I knew that the line to scale the staircase out of the basement would be slow, so I hustled to get to the stairs before the O2 tankers or the gaspers attempted their Everest push to the top. The August heat is stifling as I make my way to my car. As I open the car door the stale odor of tobacco fills my nose. The ashtray overflows with old butts, I inhale a deep breath of the hot air with its dank taste of ancient nicotine. I pick up an old butt and suck on the yellowed filter. Everywhere I go I seem to be drawn to old cigarette butts snubbed out on the ground, or stray singles in my junk drawer or in the pockets of my cowboy shirts. At night in my dreams, I smoke.

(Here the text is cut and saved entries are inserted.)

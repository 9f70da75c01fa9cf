//! The Pedersen hash over the Stark curve, and the chained variant that
//! struct and array hashing build on.
//!
//! `pedersen_hash(a, b)` splits each input into its low 248 bits and high
//! 4 bits, multiplies them against fixed curve points and folds everything
//! into the shift point; the x-coordinate of the sum is the digest.

use crate::curve::{scalar_mul, AffinePoint, JacobianPoint};
use crate::felt::Felt;

const SHIFT_POINT: AffinePoint = AffinePoint {
    x: Felt::from_raw([
        0x551fde4050ca6804,
        0x716b0b1022947733,
        0x00ee1b87eb599f16,
        0x049ee3eba8c16007,
    ]),
    y: Felt::from_raw([
        0xd0405d266e10268a,
        0x4e621062c0e056c1,
        0xf346d49d06ea0ed3,
        0x03ca0cfe4b3bc6dd,
    ]),
    infinity: false,
};

const P0: AffinePoint = AffinePoint {
    x: Felt::from_raw([
        0x1080d17957ebe47b,
        0x8fa8120b6d56eb0c,
        0x969c748655fca9e5,
        0x0234287dcbaffe7f,
    ]),
    y: Felt::from_raw([
        0x6ed0268ee89e5615,
        0x940135dd7a6c94cc,
        0x1e889527d41f4e39,
        0x03b056f100f96fb2,
    ]),
    infinity: false,
};

const P1: AffinePoint = AffinePoint {
    x: Felt::from_raw([
        0xb7a6932dba8aa378,
        0x99099ec1de5e3018,
        0x3f9dab2656558f33,
        0x04fa56f376c83db3,
    ]),
    y: Felt::from_raw([
        0x5168f4e80ff5b54d,
        0x562761f92a7a23b4,
        0x8113e0c0e47e4401,
        0x03fa0984c931c9e3,
    ]),
    infinity: false,
};

const P2: AffinePoint = AffinePoint {
    x: Felt::from_raw([
        0x3aa372f0bd2d6997,
        0x40c690c74709e90f,
        0x764910f75b45f74b,
        0x04ba4cc166be8dec,
    ]),
    y: Felt::from_raw([
        0x48151f27b24b219c,
        0xcac5c59a5ce5ae7c,
        0x4b971e46c4ede85f,
        0x0040301cf5c1751f,
    ]),
    infinity: false,
};

const P3: AffinePoint = AffinePoint {
    x: Felt::from_raw([
        0xd36ff12c49a58202,
        0x2ca65048d53fb325,
        0x6e44cca8f61a63bb,
        0x054302dcb0e6cc1c,
    ]),
    y: Felt::from_raw([
        0x879dcc77e99c2426,
        0xce98ad783c25561a,
        0xb348046268d8ae25,
        0x01b77b3e37d13504,
    ]),
    infinity: false,
};

const LOW_248_MASK: u64 = 0x00ff_ffff_ffff_ffff;

/// Hash two field elements.
pub fn pedersen_hash(a: &Felt, b: &Felt) -> Felt {
    let mut acc = JacobianPoint::from_affine(&SHIFT_POINT);
    for (value, low_point, high_point) in [(a, &P0, &P1), (b, &P2, &P3)] {
        let low = [value.0[0], value.0[1], value.0[2], value.0[3] & LOW_248_MASK];
        let high = [value.0[3] >> 56, 0, 0, 0];
        if low != [0; 4] {
            acc = acc.add(&scalar_mul(&low, low_point));
        }
        if high != [0; 4] {
            acc = acc.add(&scalar_mul(&high, high_point));
        }
    }
    acc.to_affine().x()
}

/// Chain-hash a sequence: fold `pedersen_hash` from zero over the
/// elements, then mix in the element count. Shared by struct hashing and
/// array hashing.
pub fn hash_elements(elements: &[Felt]) -> Felt {
    let folded = elements
        .iter()
        .fold(Felt::ZERO, |acc, e| pedersen_hash(&acc, e));
    pedersen_hash(&folded, &Felt::from_u64(elements.len() as u64))
}

#[cfg(test)]
mod tests {
    use pretty_assertions::assert_eq;
    use rstest::rstest;

    use super::*;

    #[rstest]
    #[case(
        "0x3d937c035c878245caf64531a5756109c53068da139362728feb561405371cb",
        "0x208a0a10250e382e1e4bbe2880906c2791bf6275695e02fbbc6aeff9cd8b31a",
        "0x30e480bed5fe53fa909cc0f8c4d99b8f9f2c016be4c41e13a4848797979c662"
    )]
    #[case(
        "0x58f580910a6ca59b28927c08fe6c43e2e303ca384badc365795fc645d479d45",
        "0x78734f65a067be9bdb39de18434d71e79f7b6466a4b66bbd979ab9e7515fe0b",
        "0x68cc0b76cddd1dd4ed2301ada9b7c872b23875d5ff837b3a87993e0d9996b87"
    )]
    fn test_pedersen_hash(#[case] a: &str, #[case] b: &str, #[case] expected: &str) {
        let a = Felt::from_hex(a).unwrap();
        let b = Felt::from_hex(b).unwrap();
        assert_eq!(pedersen_hash(&a, &b), Felt::from_hex(expected).unwrap());
    }

    #[test]
    fn test_pedersen_zero_inputs() {
        // H(0, 0) is the x-coordinate of the shift point
        assert_eq!(
            pedersen_hash(&Felt::ZERO, &Felt::ZERO),
            Felt::from_hex("0x49ee3eba8c1600700ee1b87eb599f16716b0b1022947733551fde4050ca6804")
                .unwrap()
        );
    }

    #[test]
    fn test_hash_elements() {
        let elements: Vec<Felt> = (1..=4).map(Felt::from_u64).collect();
        assert_eq!(
            hash_elements(&elements),
            Felt::from_hex("0x66bd4335902683054d08a0572747ea78ebd9e531536fb43125424ca9f902084")
                .unwrap()
        );
    }

    #[test]
    fn test_hash_elements_matches_manual_fold() {
        let elements = [Felt::from_u64(7), Felt::from_u64(9)];
        let manual = pedersen_hash(
            &pedersen_hash(&pedersen_hash(&Felt::ZERO, &elements[0]), &elements[1]),
            &Felt::from_u64(2),
        );
        assert_eq!(hash_elements(&elements), manual);
    }

    #[test]
    fn test_hash_elements_empty() {
        assert_eq!(
            hash_elements(&[]),
            pedersen_hash(&Felt::ZERO, &Felt::ZERO)
        );
    }

    #[test]
    fn test_order_sensitivity() {
        let a = Felt::from_u64(1);
        let b = Felt::from_u64(2);
        assert_ne!(pedersen_hash(&a, &b), pedersen_hash(&b, &a));
    }
}
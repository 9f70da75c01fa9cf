use thiserror::Error;

use starksign_crypto::{FeltError, SignError};

#[derive(Debug, Error, Clone, PartialEq, Eq)]
pub enum SchemaError {
    #[error("type `{0}` is not defined in the schema")]
    UnknownType(String),
    #[error("type `{0}` has an empty field list")]
    EmptyTypeDefinition(String),
    #[error("cyclic reference through type `{0}`")]
    CyclicReference(String),
    #[error("merkletree field `{0}` is missing its `contains` leaf type")]
    MissingLeafType(String),
}

/// A value in the document cannot be coerced to its declared type. Always
/// carries the path of the offending field (e.g. `message.from.wallet`).
#[derive(Debug, Error, Clone, PartialEq, Eq)]
pub enum EncodingError {
    #[error("`{path}`: expected {expected}")]
    TypeMismatch { path: String, expected: &'static str },
    #[error("`{path}`: missing field")]
    MissingField { path: String },
    #[error("`{path}`: number is not an integer")]
    NonInteger { path: String },
    #[error("`{path}`: negative value for an unsigned field")]
    NegativeUnsigned { path: String },
    #[error("`{path}`: value out of range for `{kind}`")]
    OutOfRange { path: String, kind: &'static str },
    #[error("`{path}`: {source}")]
    Felt { path: String, source: FeltError },
    #[error("`{path}`: a merkletree field needs at least one leaf")]
    EmptyMerkleTree { path: String },
}

#[derive(Debug, Error, Clone, PartialEq, Eq)]
pub enum TypedDataError {
    #[error(transparent)]
    Schema(#[from] SchemaError),
    #[error(transparent)]
    Encoding(#[from] EncodingError),
}

#[derive(Debug, Error)]
pub enum SignMessageError {
    #[error(transparent)]
    TypedData(#[from] TypedDataError),
    #[error(transparent)]
    Sign(#[from] SignError),
}

/// Outcome classification of the remote verification path. A negative
/// verification is `Ok(false)` on the calling side; every variant here
/// means the check could not be interpreted as valid-or-invalid.
#[derive(Debug, Error)]
pub enum RemoteVerificationError {
    /// The account contract has no code on-chain. Distinguished from
    /// "invalid" so callers can tell the user to deploy the account.
    #[error("account contract is not deployed")]
    AccountNotDeployed,
    #[error("transport failure: {0}")]
    Transport(#[from] reqwest::Error),
    #[error("rpc error {code}: {message}")]
    Rpc { code: i64, message: String },
    #[error("malformed rpc response: {0}")]
    MalformedResponse(String),
    #[error(transparent)]
    TypedData(#[from] TypedDataError),
}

Buried in our basement we begin to resurrect our stories. Our tales like shadow puppets, a strange amalgamation of surreal dreams and vague snapshots shrouded by time. Confessions can be cathartic, but I trust few with my secrets—-I trust few with anything of mine. Our instructor repeatedly tells us that our blindspots are what keep us from evolving or——-transforming. For me, there is no making peace with myself, self loathing is my only friend.

The chairs are arranged in a circle with the facilitator sitting cross legged, legal pad and pen in his lap. I’ve attended a myriad of support groups, NA, AA, GA, anger management, bipolar, religious groups, pow wow’s, wounded child and such. God, were a sad, shameless bunch of unraveling fucked up losers. We cling to our prescriptions, lucky charms and technological gizmos, but we’re still unsatisfied, unfulfilled, lifeless, loveless, tripping over our own egos; frozen between a fight or flight response to our fears.

“The road to excess leads to the palace of wisdom…for we never know what is enough until we know what is more than enough.” I wonder if William Blake was an addict. Poe was, and his words ring true in my mind, “I become insane with long intervals of horrible sanity”. All of this thinking is making me crazy. I catch a glimpse of my troubled eyes in my rearview mirror. I drive in a daze, the city is a blur, I’m outside myself. It’s 9:00 am and the day is already to long.

Is this what it feels like to not be alive? Something is missing or broken. But what? I don’t know, but something isn’t right. I spend to much time outside myself, to much time with small talking strangers. I’ve been wasting my days chasing my cravings. I’ve allowed the small things to eluded me. I go to bed wondering about this——and that—- and everything at once.

Life—-It fills me, I fill it, it leaves me, then I’m emptied, in a flash everything connects……What a strange feeling——

Fresh bedsheets, laying next to someone in the stillness of a dark night, cool air being drawn into my lungs, breezes from an open window, scent of pines, hoot owls calling, moon shadows on the wall———-letting everything go——no longer outside myself, no seeking, no finding……..just being, being alive, on this first day of September. I feel summer losing it’s warm grip. Life is suddenly easier in the small things. And it doesn’t even matter if the sun packs up and leaves in search of a better sky.